If the option `create_vis` is enabled in the import process, the different layers imported will be added to the created map. The number of layers that can be included in a map depends on the maximum value of layers per map in the configuration of the user.
The maximum number of datasets created from a multilayer file is 10. If the imported file contains more than 10 layers, those layers are omitted.

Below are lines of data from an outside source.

use bigdecimal::BigDecimal;

use crate::database::models::TaxBracket;
use crate::services::round_centavos;

/// Monthly withholding tax on taxable income (gross less the employee
/// shares of SSS, PhilHealth, and Pag-IBIG).
///
/// `tax(x) = base_tax + percentage% * max(0, x - excess_over)`, rounded
/// half-up to centavos. Incomes above the top bracket use the top bracket's
/// formula; incomes below the lowest bracket owe nothing. Expects the
/// slice sorted by `min_salary`.
pub fn compute_monthly_tax(brackets: &[TaxBracket], taxable_income: &BigDecimal) -> BigDecimal {
    let zero = BigDecimal::from(0);

    let Some(first) = brackets.first() else {
        log::warn!("No active withholding tax brackets seeded, withholding zero");
        return zero;
    };
    if taxable_income < &first.min_salary {
        return zero;
    }

    let bracket = brackets
        .iter()
        .find(|b| taxable_income >= &b.min_salary && taxable_income <= &b.max_salary)
        .unwrap_or_else(|| {
            let top = brackets.last().unwrap();
            if taxable_income > &top.max_salary {
                log::warn!(
                    "Taxable income {} above the top bracket, using top bracket",
                    taxable_income
                );
            }
            top
        });

    let excess = (taxable_income - &bracket.excess_over).max(zero);
    let hundred = BigDecimal::from(100);
    let tax = &bracket.base_tax + excess * &bracket.percentage / hundred;

    round_centavos(&tax)
}

#[cfg(test)]
mod tests {
    use super::*;
    use crate::services::statutory::test_fixtures::tax_table_2025;
    use pretty_assertions::assert_eq;

    fn dec(s: &str) -> BigDecimal {
        s.parse().unwrap()
    }

    #[test]
    fn income_in_exempt_bracket_owes_nothing() {
        let table = tax_table_2025();
        assert_eq!(compute_monthly_tax(&table, &dec("15000")), dec("0.00"));
        assert_eq!(compute_monthly_tax(&table, &dec("20833")), dec("0.00"));
    }

    #[test]
    fn second_bracket_taxes_the_excess_only() {
        let table = tax_table_2025();
        // 25,000 taxable: 15% of (25,000 - 20,833).
        assert_eq!(compute_monthly_tax(&table, &dec("25000")), dec("625.05"));
    }

    #[test]
    fn continuity_at_bracket_boundaries() {
        let table = tax_table_2025();
        // Evaluate each boundary with the bracket below (at its ceiling) and
        // the bracket above (at its floor); they must agree within a centavo.
        let centavo = dec("0.01");
        for pair in table.windows(2) {
            let below = &pair[0];
            let above = &pair[1];

            let hundred = BigDecimal::from(100);
            let zero = BigDecimal::from(0);
            let at_ceiling = round_centavos(
                &(&below.base_tax
                    + (&below.max_salary - &below.excess_over).max(zero.clone())
                        * &below.percentage
                        / &hundred),
            );
            let at_floor = round_centavos(
                &(&above.base_tax
                    + (&above.min_salary - &above.excess_over).max(zero)
                        * &above.percentage
                        / &hundred),
            );

            let gap = (&at_floor - &at_ceiling).abs();
            assert!(
                gap <= centavo,
                "discontinuity of {} between brackets ending {} and starting {}",
                gap,
                below.max_salary,
                above.min_salary
            );
        }
    }

    #[test]
    fn income_above_top_bracket_uses_top_formula() {
        let table = tax_table_2025();
        // 1,000,000: 183,541.80 + 35% of (1,000,000 - 666,667).
        assert_eq!(
            compute_monthly_tax(&table, &dec("1000000")),
            dec("300208.35")
        );
    }

    #[test]
    fn empty_table_withholds_zero() {
        assert_eq!(compute_monthly_tax(&[], &dec("50000")), dec("0"));
    }
}
// Event stream: a websocket fed by the fan-out hub
use std::sync::Arc;

use axum::extract::ws::{Message, WebSocket, WebSocketUpgrade};
use axum::extract::State;
use axum::response::{IntoResponse, Response};
use futures_util::{SinkExt, StreamExt};
use nimbus_common::CoreError;
use nimbus_orchestrator::HubHandle;

use crate::app::AppState;
use crate::error::ApiError;

/// Per-client queue; a client that falls this far behind is evicted.
const SUBSCRIBER_QUEUE: usize = 256;

pub async fn events_stream(State(state): State<Arc<AppState>>, ws: WebSocketUpgrade) -> Response {
    let Some(hub) = state.hub.clone() else {
        return ApiError(CoreError::BackendUnavailable("event hub is not running".into())).into_response();
    };
    ws.on_upgrade(move |socket| forward(socket, hub))
}

async fn forward(socket: WebSocket, hub: HubHandle) {
    let Some((id, mut rx)) = hub.subscribe(SUBSCRIBER_QUEUE).await else {
        return;
    };
    tracing::debug!(subscriber = id, "event stream opened");
    let (mut sink, mut incoming) = socket.split();

    loop {
        tokio::select! {
            msg = rx.recv() => match msg {
                Some(text) => {
                    if sink.send(Message::Text(text.to_string().into())).await.is_err() {
                        break;
                    }
                }
                // Evicted, or the hub stopped.
                None => break,
            },
            frame = incoming.next() => match frame {
                Some(Ok(Message::Close(_))) | Some(Err(_)) | None => break,
                Some(Ok(_)) => {}
            },
        }
    }

    hub.unsubscribe(id).await;
    let _ = sink.close().await;
    tracing::debug!(subscriber = id, "event stream closed");
}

**Important note:** The "[personal geodatabase](http://desktop.arcgis.com/en/arcmap/latest/manage-data/administer-file-gdbs/personal-geodatabases.htm)" (having a `.mdb` extension) format used by ArcGIS 8 and ArcGIS 9 is not supported by CARTO.
#### Shapefile
The different layers included in a Shapefile are imported as independent datasets.
#### KML Files
KML files generate a different dataset, per each Folder, that they contain.
#### GPX Files
GPX files that contain more than one type of elements (waypoints, tracks, and/or routes) are imported in a different dataset, per type.
#### OSM Files
OSM files generate a different layer, per each type of geometry that their nodes, ways, or relations represent (points, polygons or lines).
#### GeoPackage
GPKG files generate a different dataset for each layer in the file, up to 50.
#### File Geodatabase
GDB files generate a different dataset for each layer in the file, up to 50.
### Multiple File Uploads
You can perform a batch file upload if the files are sent to the server in a compressed format. As with the case of multilayer uploads, if the import process is configured to generate a map after import, the different datasets are added as layers to the new map. The number of layers that can be included in a map depends on the maximum value of layers allotted to the users account.
The maximum number of files that can be imported in a single file is 10. If the compressed file contains more than 10 files, only the first 10 files are imported and the rest of the files are omitted.